UN TEMA DE SEGURIDAD TERRENAL.
Cambio climático y efecto en la salud
Eduardo A Reyes Vargas
Nuestras frecuentes lecturas en diferentes revistas y búsqueda de la información en las páginas dedicadas al cambio climático, en internet, y sus efectos sobre la salud elevan cada día mi preocupación como ciudadano y médico, a sabiendas de que si no se toman medidas correctivas a tiempo esta generación y las futuras estarán en riesgo de desaparecer prematuramente de este abusado planeta.
Las que se han tomado hasta ahora no garantizan la preservación de nuestras vidas.
Es evidente el incremento de enfermedades emergentes y remergentes, a lo largo de nuestra tierra americana y países hermanos de otros continentes. Como producto de este cambio climático aumentó la mortalidad –sobre todo la infantil–, la fiebre amarilla en Brasil, el dengue en toda América–llegando hasta Estados Unidos–, y se ha fortalecido el mosquito aedes por las transformaciones del ecosistema.

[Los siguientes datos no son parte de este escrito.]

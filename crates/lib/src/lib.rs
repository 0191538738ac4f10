//! forc-buildpack-lib: a Cloud Native Buildpack that installs the Fuel `forc` toolchain
//!
//! The crate is organized around the two buildpack phases:
//! - `detect`: passes when the application has a `Forc.toml`
//! - `build`: resolves configuration and the `forc` release for the target
//!   platform, then contributes a layer holding the toolchain, a deploy wallet
//!   and the fetched Sway dependencies, after building the contract
//! - `lifecycle`: reads and writes the files exchanged with the CNB lifecycle
//! - `package`: lays out a runnable buildpack directory with pinned dependencies
//!
//! Supporting modules mirror libpak: plan, configuration and dependency
//! resolution, a dependency cache, archive extraction and process execution.

pub mod archive;
pub mod build;
pub mod buildpack;
pub mod config;
pub mod consts;
pub mod copy;
pub mod dependency;
pub mod detect;
pub mod env;
pub mod exec;
pub mod forc;
pub mod launch;
pub mod layer;
pub mod lifecycle;
pub mod package;
pub mod plan;
pub mod platform;
pub mod util;
pub mod wallet;
//! Test utilities for forc-buildpack-lib.
//!
//! Helpers to build release-shaped archives, packaged buildpack directories
//! and shell invocations without network access.

use std::fs::{self, File};
use std::path::{Path, PathBuf};

use flate2::Compression;
use flate2::write::GzEncoder;

use crate::buildpack::Buildpack;
use crate::dependency::cache::hash_file;

/// Stand-in for the forc binary: reports a version and fakes a release build.
pub const FAKE_FORC: &str = r#"#!/bin/sh
case "$1" in
  --version) echo "forc 0.49.1" ;;
  build) mkdir -p out/release && echo built > out/release/contract.bin ;;
  *) echo "unexpected arguments: $*" >&2; exit 1 ;;
esac
"#;

/// Write a gzipped tarball with the given `(path, content, mode)` entries.
///
/// Entry names are written verbatim so leading `./` components survive, the
/// way release tarballs created with `tar -C dir .` carry them.
pub fn write_tar_gz(path: &Path, entries: &[(&str, &[u8], u32)]) -> PathBuf {
  let encoder = GzEncoder::new(File::create(path).unwrap(), Compression::default());
  let mut builder = tar::Builder::new(encoder);
  for (name, data, mode) in entries {
    let mut header = tar::Header::new_gnu();
    let bytes = name.as_bytes();
    header.as_old_mut().name[..bytes.len()].copy_from_slice(bytes);
    header.set_size(data.len() as u64);
    header.set_mode(*mode);
    header.set_entry_type(tar::EntryType::Regular);
    header.set_cksum();
    builder.append(&header, *data).unwrap();
  }
  builder.into_inner().unwrap().finish().unwrap();
  path.to_path_buf()
}

/// Create a buildpack directory whose only `forc-linux_amd64` dependency is
/// `archive`, pre-packaged under `dependencies/<sha256>/` so no download happens.
pub fn write_buildpack(dir: &Path, archive: &Path) -> Buildpack {
  let sha256 = hash_file(archive).unwrap();
  let filename = "forc-binaries-linux_amd64.tar.gz";
  let packaged = dir.join("dependencies").join(&sha256);
  fs::create_dir_all(&packaged).unwrap();
  fs::copy(archive, packaged.join(filename)).unwrap();

  let descriptor = format!(
    r#"api = "0.9"

[buildpack]
id = "test/forc"
name = "Test Forc Buildpack"
version = "0.0.1"

[[stacks]]
id = "*"

[[metadata.configurations]]
name = "BP_FORC_VERSION"
default = "0.49.*"
description = "the forc version"
build = true

[[metadata.configurations]]
name = "BP_FORC_PLATFORM"
default = "linux_amd64"
description = "the forc release platform"
build = true

[[metadata.configurations]]
name = "BP_ENABLE_FORC_DEPLOY"
default = "false"
description = "enable the forc deploy process"
launch = true

[[metadata.dependencies]]
id = "forc-linux_amd64"
name = "Forc"
version = "0.49.1"
uri = "https://example.invalid/{filename}"
sha256 = "{sha256}"
stacks = ["*"]
"#
  );
  fs::write(dir.join("buildpack.toml"), descriptor).unwrap();
  Buildpack::load(dir).unwrap()
}

/// Write [`FAKE_FORC`] as a release archive and package it into a buildpack at `dir`.
pub fn write_fake_forc_buildpack(dir: &Path, scratch: &Path) -> Buildpack {
  let archive = write_tar_gz(
    &scratch.join("forc-binaries-linux_amd64.tar.gz"),
    &[("./forc-binaries/forc", FAKE_FORC.as_bytes(), 0o644)],
  );
  write_buildpack(dir, &archive)
}

/// Returns the shell command and args to execute a shell script.
#[cfg(unix)]
pub fn shell_cmd(script: &str) -> (&'static str, Vec<String>) {
  ("/bin/sh", vec!["-c".to_string(), script.to_string()])
}

#[cfg(windows)]
pub fn shell_cmd(script: &str) -> (&'static str, Vec<String>) {
  ("cmd.exe", vec!["/C".to_string(), script.to_string()])
}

La destrucción del medio ambiente como consecuencia de políticas económicas y financieras no democráticas, pues favorecen a los menos y perjudican a las mayorías. Están dando ya claros y nefastos resultados de afectación a la salud. Agregándose a ello, equivocados estilos de vida.
La erosión de la tierra, pone en peligro la dotación de agua y alimentos, elementos básicos para una buena salud. Se plantea ya la escasez de los alimentos y el preciado líquido.
Un 70% de nuestro cuerpo está compuesto de líquidos. Por algo en la exploración espacial se anda buscando agua en Marte y en la Luna. Por algo será. Se constituye en tema de seguridad terrenal.
La contaminación ambiental incrementa los riegos de enfermedades y las muertes prematuras y es consecuencia de una industrialización mal entendida, así como de los mega proyectos con dudosos controles de calidad ambiental.
¿Qué hacemos en Panamá? Definitivamente nuestros grupos ecologistas y otros ciudadanos mantienen la vanguardia en la lucha de preservar ambientes sanos, pero los intereses económicos más poderosos debilitan esos esfuerzos y confunden a las poblaciones, a quienes les ofrecen mejores días, a corto plazo; pero dejándolas, a largo plazo, con una secuela de trastornos a la salud.
Recordemos que la salud es producto de un conglomerado de factores: genéticos, sociales, ambientales, estilos de vida, etc.
Nuestra sociedad debe velar por el presente y futuro, participando más en la lucha por la justicia ecológica y el derecho a la vida; exigiendo, como ciudadanos, que las instituciones gubernamentales de salud, ambientales y otras –como la Asamblea Nacional–, cumplan a cabalidad su misión en esos aspectos; debemos reclamar cuando percibamos que los directores y el resto de los funcionarios son influenciados por "doctrinas exóticas", como el neoliberalismo, y también cuando favorecen los dictámenes de las famosas IFIS (Instituciones Fomentadoras de Inseguridad y Sufrimiento, como las bautizó un amigo ya desaparecido).